Un (corona)virus para bajarnos a todos (del mundo)

por Eduardo Flores

 

 

Mientras escribo estas líneas se inflaman las calles de aplausos.

Las aceras han sido abandonadas, sin embargo. Una patrulla de la local circula a velocidad anormalmente reducida. La noche cae en esta segunda jornada de cuarentena. Hasta en las redes sociales se navega sobre aguas en calma chicha. Es como en La línea de sombra, de Joseph Conrad. No hay, empero, nada de trágico en el momento. Bien al contrario, celebramos una especie de íntima festividad. Como cumplido el deseo en forma de meme, el mundo se ha detenido para que podamos bajarnos.

Se podría decir que lo hemos hecho gustosos.

La intrusión del 2019-nCoV en nuestro día a día no empezó con buen pie. Se construía un inmenso hospital de urgencia en China y aquí, en el Occidente, decidimos venderlo de cualquier hechura. El tertulianismo de baratillo decidió ponernos en el palo con una venta al por mayor bien inexacta. Todavía estábamos sanotes.

Pero cantó la gallina. En cuanto subió la fiebre en Lombardía se afilaron nuestras orejas. Y claro, no lo podíamos saber. En el baratillo de la información, donde vender prima sobre la vida de las personas, se ignoraba sin complejos lo contagioso de la ignorancia. Ya estábamos enfermos, no era un virus. Y lo peor estaba por llegar.

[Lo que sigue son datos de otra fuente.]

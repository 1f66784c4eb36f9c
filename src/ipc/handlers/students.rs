use crate::ipc::error::{err, ok};
use crate::ipc::types::{AppState, Request};
use log::info;
use rusqlite::{Connection, OptionalExtension};
use serde_json::json;

struct HandlerErr {
    code: &'static str,
    message: String,
    details: Option<serde_json::Value>,
}

impl HandlerErr {
    fn new(code: &'static str, message: impl Into<String>) -> Self {
        Self {
            code,
            message: message.into(),
            details: None,
        }
    }

    fn db(e: rusqlite::Error) -> Self {
        Self::new("db_query_failed", e.to_string())
    }

    fn response(self, id: &str) -> serde_json::Value {
        err(id, self.code, self.message, self.details)
    }
}

fn get_required_str(params: &serde_json::Value, key: &str) -> Result<String, HandlerErr> {
    params
        .get(key)
        .and_then(|v| v.as_str())
        .map(|s| s.to_string())
        .ok_or_else(|| HandlerErr::new("bad_params", format!("missing {}", key)))
}

fn require_confirmed(params: &serde_json::Value, what: &str) -> Result<(), HandlerErr> {
    if params
        .get("confirmed")
        .and_then(|v| v.as_bool())
        .unwrap_or(false)
    {
        Ok(())
    } else {
        Err(HandlerErr::new(
            "not_confirmed",
            format!("{} requires confirmed: true", what),
        ))
    }
}

fn class_exists(conn: &Connection, class_id: &str) -> Result<bool, HandlerErr> {
    conn.query_row("SELECT 1 FROM classes WHERE id = ?", [class_id], |r| {
        r.get::<_, i64>(0)
    })
    .optional()
    .map(|v| v.is_some())
    .map_err(HandlerErr::db)
}

fn students_list(conn: &Connection, params: &serde_json::Value) -> Result<serde_json::Value, HandlerErr> {
    let class_filter = params
        .get("classId")
        .and_then(|v| v.as_str())
        .filter(|s| !s.is_empty() && *s != "all")
        .map(|s| s.to_string());
    let search = params
        .get("search")
        .and_then(|v| v.as_str())
        .filter(|s| !s.is_empty())
        .map(|s| s.to_string());

    let mut stmt = conn
        .prepare(
            "SELECT s.id, s.name, s.class_id, c.name
             FROM students s
             LEFT JOIN classes c ON c.id = s.class_id
             ORDER BY s.rowid",
        )
        .map_err(HandlerErr::db)?;
    let rows = stmt
        .query_map([], |r| {
            Ok((
                r.get::<_, String>(0)?,
                r.get::<_, String>(1)?,
                r.get::<_, String>(2)?,
                r.get::<_, Option<String>>(3)?,
            ))
        })
        .and_then(|it| it.collect::<Result<Vec<_>, _>>())
        .map_err(HandlerErr::db)?;

    let students: Vec<serde_json::Value> = rows
        .into_iter()
        .filter(|(id, name, class_id, _)| {
            if let Some(cf) = &class_filter {
                if class_id != cf {
                    return false;
                }
            }
            if let Some(term) = &search {
                if !name.contains(term.as_str()) && !id.contains(term.as_str()) {
                    return false;
                }
            }
            true
        })
        .map(|(id, name, class_id, class_name)| {
            json!({
                "id": id,
                "name": name,
                "classId": class_id,
                "className": class_name
            })
        })
        .collect();

    Ok(json!({ "students": students }))
}

fn students_create(conn: &Connection, params: &serde_json::Value) -> Result<serde_json::Value, HandlerErr> {
    let id = get_required_str(params, "id")?.trim().to_string();
    let name = get_required_str(params, "name")?.trim().to_string();
    let class_id = get_required_str(params, "classId")?;
    if id.is_empty() || name.is_empty() {
        return Err(HandlerErr::new("bad_params", "id and name must not be empty"));
    }
    if !class_exists(conn, &class_id)? {
        return Err(HandlerErr::new("not_found", "class not found"));
    }

    // Registration numbers are globally unique, not per class.
    let taken = conn
        .query_row("SELECT 1 FROM students WHERE id = ?", [&id], |r| {
            r.get::<_, i64>(0)
        })
        .optional()
        .map_err(HandlerErr::db)?
        .is_some();
    if taken {
        return Err(HandlerErr {
            code: "duplicate_id",
            message: "a student with this id already exists".to_string(),
            details: Some(json!({ "id": id })),
        });
    }

    conn.execute(
        "INSERT INTO students(id, name, class_id) VALUES(?, ?, ?)",
        (&id, &name, &class_id),
    )
    .map_err(|e| HandlerErr::new("db_insert_failed", e.to_string()))?;

    Ok(json!({ "id": id, "created": true }))
}

fn students_update(conn: &Connection, params: &serde_json::Value) -> Result<serde_json::Value, HandlerErr> {
    let id = get_required_str(params, "id")?;
    let name = params
        .get("name")
        .and_then(|v| v.as_str())
        .map(|s| s.trim().to_string())
        .filter(|s| !s.is_empty());
    let class_id = params
        .get("classId")
        .and_then(|v| v.as_str())
        .map(|s| s.to_string());
    if name.is_none() && class_id.is_none() {
        return Err(HandlerErr::new("bad_params", "nothing to update"));
    }
    if let Some(cid) = &class_id {
        if !class_exists(conn, cid)? {
            return Err(HandlerErr::new("not_found", "class not found"));
        }
    }

    let updated = conn
        .execute(
            "UPDATE students
             SET name = COALESCE(?, name), class_id = COALESCE(?, class_id)
             WHERE id = ?",
            (&name, &class_id, &id),
        )
        .map_err(|e| HandlerErr::new("db_update_failed", e.to_string()))?;

    Ok(json!({ "id": id, "updated": updated > 0 }))
}

fn students_delete(conn: &Connection, params: &serde_json::Value) -> Result<serde_json::Value, HandlerErr> {
    let student_id = get_required_str(params, "studentId")?;
    require_confirmed(params, "student deletion")?;

    let tx = conn
        .unchecked_transaction()
        .map_err(|e| HandlerErr::new("db_tx_failed", e.to_string()))?;
    let records_removed = tx
        .execute("DELETE FROM attendance WHERE student_id = ?", [&student_id])
        .map_err(|e| HandlerErr::new("db_delete_failed", e.to_string()))?;
    let deleted = tx
        .execute("DELETE FROM students WHERE id = ?", [&student_id])
        .map_err(|e| HandlerErr::new("db_delete_failed", e.to_string()))?;
    tx.commit()
        .map_err(|e| HandlerErr::new("db_commit_failed", e.to_string()))?;

    if deleted > 0 {
        info!(
            "event=student_deleted student_id={} records_removed={}",
            student_id, records_removed
        );
    }
    Ok(json!({ "deleted": deleted > 0, "recordsRemoved": records_removed }))
}

/// Spreadsheet column fallback chains. Sheets exported from the national
/// registry carry Arabic headers; hand-made sheets usually carry the
/// English ones.
const ID_COLUMNS: [&str; 4] = ["رقم التعريف", "ID", "رقم التسجيل", "id"];
const FULL_NAME_COLUMNS: [&str; 4] = ["الاسم الكامل", "الاسم", "Name", "name"];
const SURNAME_COLUMN: &str = "اللقب";
const GIVEN_NAME_COLUMN: &str = "الاسم";

fn cell_text(row: &serde_json::Value, key: &str) -> Option<String> {
    match row.get(key)? {
        serde_json::Value::String(s) => Some(s.clone()),
        serde_json::Value::Number(n) => Some(n.to_string()),
        _ => None,
    }
}

fn first_cell(row: &serde_json::Value, keys: &[&str]) -> Option<String> {
    keys.iter().find_map(|k| cell_text(row, k))
}

/// Maps one raw sheet row to (id, name), or None when the row lacks a
/// usable identifier or name. The literal text "undefined" comes from
/// sheets exported by the old web UI and counts as missing.
fn map_import_row(row: &serde_json::Value) -> Option<(String, String)> {
    let id = first_cell(row, &ID_COLUMNS)?.trim().to_string();

    let surname = cell_text(row, SURNAME_COLUMN);
    let given = cell_text(row, GIVEN_NAME_COLUMN);
    let name = match (surname, given) {
        (Some(sur), Some(giv)) if !sur.trim().is_empty() && !giv.trim().is_empty() => {
            format!("{} {}", sur.trim(), giv.trim())
        }
        _ => first_cell(row, &FULL_NAME_COLUMNS)?.trim().to_string(),
    };

    if id.is_empty() || id == "undefined" || name.is_empty() || name == "undefined" {
        return None;
    }
    Some((id, name))
}

fn students_bulk_import(
    conn: &Connection,
    params: &serde_json::Value,
) -> Result<serde_json::Value, HandlerErr> {
    let class_id = get_required_str(params, "classId")?;
    if !class_exists(conn, &class_id)? {
        return Err(HandlerErr::new("not_found", "class not found"));
    }
    let Some(rows) = params.get("rows").and_then(|v| v.as_array()) else {
        return Err(HandlerErr::new("bad_params", "missing rows"));
    };

    // De-duplicate within the batch first: the later row wins, same as
    // the merge against the existing collection.
    let mut skipped = 0usize;
    let mut merged: Vec<(String, String)> = Vec::new();
    for row in rows {
        let Some((id, name)) = map_import_row(row) else {
            skipped += 1;
            continue;
        };
        merged.retain(|(existing, _)| existing != &id);
        merged.push((id, name));
    }

    let tx = conn
        .unchecked_transaction()
        .map_err(|e| HandlerErr::new("db_tx_failed", e.to_string()))?;
    for (id, name) in &merged {
        tx.execute(
            "INSERT INTO students(id, name, class_id)
             VALUES(?, ?, ?)
             ON CONFLICT(id) DO UPDATE SET
               name = excluded.name,
               class_id = excluded.class_id",
            (id, name, &class_id),
        )
        .map_err(|e| HandlerErr::new("db_insert_failed", e.to_string()))?;
    }
    tx.commit()
        .map_err(|e| HandlerErr::new("db_commit_failed", e.to_string()))?;

    info!(
        "event=students_imported class_id={} imported={} skipped={}",
        class_id,
        merged.len(),
        skipped
    );
    Ok(json!({ "imported": merged.len(), "skipped": skipped }))
}

fn with_db<F>(state: &mut AppState, req: &Request, f: F) -> serde_json::Value
where
    F: FnOnce(&Connection, &serde_json::Value) -> Result<serde_json::Value, HandlerErr>,
{
    let Some(conn) = state.db.as_ref() else {
        return err(&req.id, "no_workspace", "select a workspace first", None);
    };
    match f(conn, &req.params) {
        Ok(result) => ok(&req.id, result),
        Err(error) => error.response(&req.id),
    }
}

pub fn try_handle(state: &mut AppState, req: &Request) -> Option<serde_json::Value> {
    match req.method.as_str() {
        "students.list" => Some(with_db(state, req, students_list)),
        "students.create" => Some(with_db(state, req, students_create)),
        "students.update" => Some(with_db(state, req, students_update)),
        "students.delete" => Some(with_db(state, req, students_delete)),
        "students.bulkImport" => Some(with_db(state, req, students_bulk_import)),
        _ => None,
    }
}

#[cfg(test)]
mod tests {
    use super::map_import_row;
    use serde_json::json;

    #[test]
    fn import_row_prefers_registry_id_column() {
        let row = json!({ "رقم التعريف": "30012345", "id": "ignored", "Name": "Amine Cherif" });
        assert_eq!(
            map_import_row(&row),
            Some(("30012345".to_string(), "Amine Cherif".to_string()))
        );
    }

    #[test]
    fn import_row_joins_surname_and_given_name() {
        let row = json!({ "ID": 30012345, "اللقب": "Cherif", "الاسم": "Amine" });
        assert_eq!(
            map_import_row(&row),
            Some(("30012345".to_string(), "Cherif Amine".to_string()))
        );
    }

    #[test]
    fn import_row_falls_back_through_name_columns() {
        let row = json!({ "رقم التسجيل": " 30019999 ", "name": "  Yanis Saada " });
        assert_eq!(
            map_import_row(&row),
            Some(("30019999".to_string(), "Yanis Saada".to_string()))
        );
    }

    #[test]
    fn import_row_drops_missing_and_placeholder_values() {
        assert_eq!(map_import_row(&json!({ "Name": "No Id" })), None);
        assert_eq!(map_import_row(&json!({ "ID": "123" })), None);
        assert_eq!(
            map_import_row(&json!({ "ID": "undefined", "Name": "Ghost" })),
            None
        );
        assert_eq!(
            map_import_row(&json!({ "ID": "123", "Name": "undefined" })),
            None
        );
        assert_eq!(map_import_row(&json!({ "ID": "   ", "Name": "Blank" })), None);
    }
}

Lorenzo Milá puso pie en pared cuando menos lo esperábamos, clavando una pica de tranquilidad desde Italia. La capital del Reino estornudó entonces. Y una vez más, un señor cuyo nombre olvidamos de una vez para otra, Fernando Simón –no en vano director del Centro de Coordinación de Alertas y Emergencias Sanitarias, epidemiólogo-, dijo aquí estoy yo. Para quien quisiera escuchar. Claro.

No todo el mundo lo quiso.

En esta noche de confinamiento todo esto ya es historia.

Porque por una vez en lo que me da el recuerdo de mi experiencia hemos sabido estar a la altura de nuestro futuro, que no es más que valorar el presente con cierta perspectiva.

La voz más aguardientosa y pesimista de mis adentros se resiste a aceptarlo.

Coño, en algún momento, justo en el preciso instante que precedió al estado de alarma impuesto por el gobierno, se nos alumbraron de súbito las entendederas. Los jueves, milagro.

Sin ser, precisamente, servidor de mis improbables, una criatura luminosa, tuve la fortuna de observar, con una especie de onanismo intelectual y respeto, un momento que siempre creí inalcanzable: se alzaba ante mí una forma de “cuñadismo” ilustrado; finalmente los mismos medios de los que rajaba unas líneas más arriba cumplían con cierto deber de servicio púbico.

¿Ver para creer? La cosa no queda ahí.

En la barra de mis bares la parroquia departía, sorprendentemente desprovista de la autoridad y la vehemencia que camufla la estulticia predominante en estos contextos, sobre la situación que vivíamos con no pocos destellos de lucidez.

Que Paco “el trancas” confrontase la relativa gravedad del covid-19 con las medidas esperables para paliar el colapso de nuestro sistema sanitario me reconciliaba con la especie. A ver cuánto dura.

En la noche tras mis ventanales hace poco que callaron los aplausos que alababan y arengaban a los muchos profesionales encargados de ayudarnos a superar esta crisis sanitaria, el empellón de realidad.

Hemos parado el mundo, y no sólo por un imperativo gubernamental. Se nos han proporcionado las armas que se forjan con la información, el sentido común y una medida justa de acojone. Lo hacemos porque hoy sí sabemos que es un deber moral. Y, de extraña y romántica manera, añadiría, por amor.

¿Será pues, que necesitábamos un virus, en cierto modo, más amable del virus que somos como colectividad sobre la Tierra? ¿Será que el individuo se ha visto una vez más parte del colectivo que deberíamos ser por y para el individuo que lleva cada uno de nuestros nombres? ¿Será que lo vírico de un tipo particular de coronavirus ha dado en el clavo que nunca amartilló nuestra política como expresión máxima de la civilización?

Qué será, será. Whatever will be, will be. The future´s no tours to see. Qué será, será.

Desde hace ya un tiempito veníamos pidiendo que se parase el mundo para bajarnos. A lo mejor lo hemos conseguido. Ya vendrá quien nos lo joda. Entonces no será un virus.


Eduardo Flores nació en la batalla de Troya. Es sindicalista y escritor. En su haber cuentan los títulos Una ciudad en la que nunca llueve (Ediciones Mayi, 2013), Villa en Fort-Liberté (Editorial DALYA, 2017) y Lejos y nunca (Editorial DALYA, 2018).